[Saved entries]
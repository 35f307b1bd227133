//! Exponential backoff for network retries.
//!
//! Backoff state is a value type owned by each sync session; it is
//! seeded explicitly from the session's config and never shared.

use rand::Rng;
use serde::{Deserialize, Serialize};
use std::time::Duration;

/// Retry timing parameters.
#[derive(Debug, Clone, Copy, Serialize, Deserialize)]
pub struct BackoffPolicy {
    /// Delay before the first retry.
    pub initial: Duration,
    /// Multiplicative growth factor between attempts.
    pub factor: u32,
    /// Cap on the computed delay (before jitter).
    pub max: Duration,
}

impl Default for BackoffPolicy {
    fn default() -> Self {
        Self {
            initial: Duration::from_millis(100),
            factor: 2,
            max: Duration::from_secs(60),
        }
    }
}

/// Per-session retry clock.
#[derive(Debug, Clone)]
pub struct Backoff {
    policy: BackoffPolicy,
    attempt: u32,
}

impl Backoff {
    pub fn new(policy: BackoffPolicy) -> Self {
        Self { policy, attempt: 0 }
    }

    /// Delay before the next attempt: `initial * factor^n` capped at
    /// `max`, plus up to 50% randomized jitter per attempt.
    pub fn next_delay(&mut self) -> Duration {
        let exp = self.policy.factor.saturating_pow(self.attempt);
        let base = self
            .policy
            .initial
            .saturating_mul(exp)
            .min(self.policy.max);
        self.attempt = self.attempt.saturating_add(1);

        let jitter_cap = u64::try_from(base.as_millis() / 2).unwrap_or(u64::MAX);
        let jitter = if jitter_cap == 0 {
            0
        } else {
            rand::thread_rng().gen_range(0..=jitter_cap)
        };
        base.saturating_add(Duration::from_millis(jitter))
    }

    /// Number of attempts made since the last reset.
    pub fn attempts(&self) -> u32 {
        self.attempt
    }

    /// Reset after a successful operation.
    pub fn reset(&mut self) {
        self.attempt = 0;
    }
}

**Aim of the task:** Write down exactly the span of lines above from the one containing "use std::time::Duration;" to the one containing "delay (before jitter).", both ends included.

**Answer box:**
use std::time::Duration;

/// Retry timing parameters.
#[derive(Debug, Clone, Copy, Serialize, Deserialize)]
pub struct BackoffPolicy {
    /// Delay before the first retry.
    pub initial: Duration,
    /// Multiplicative growth factor between attempts.
    pub factor: u32,
    /// Cap on the computed delay (before jitter).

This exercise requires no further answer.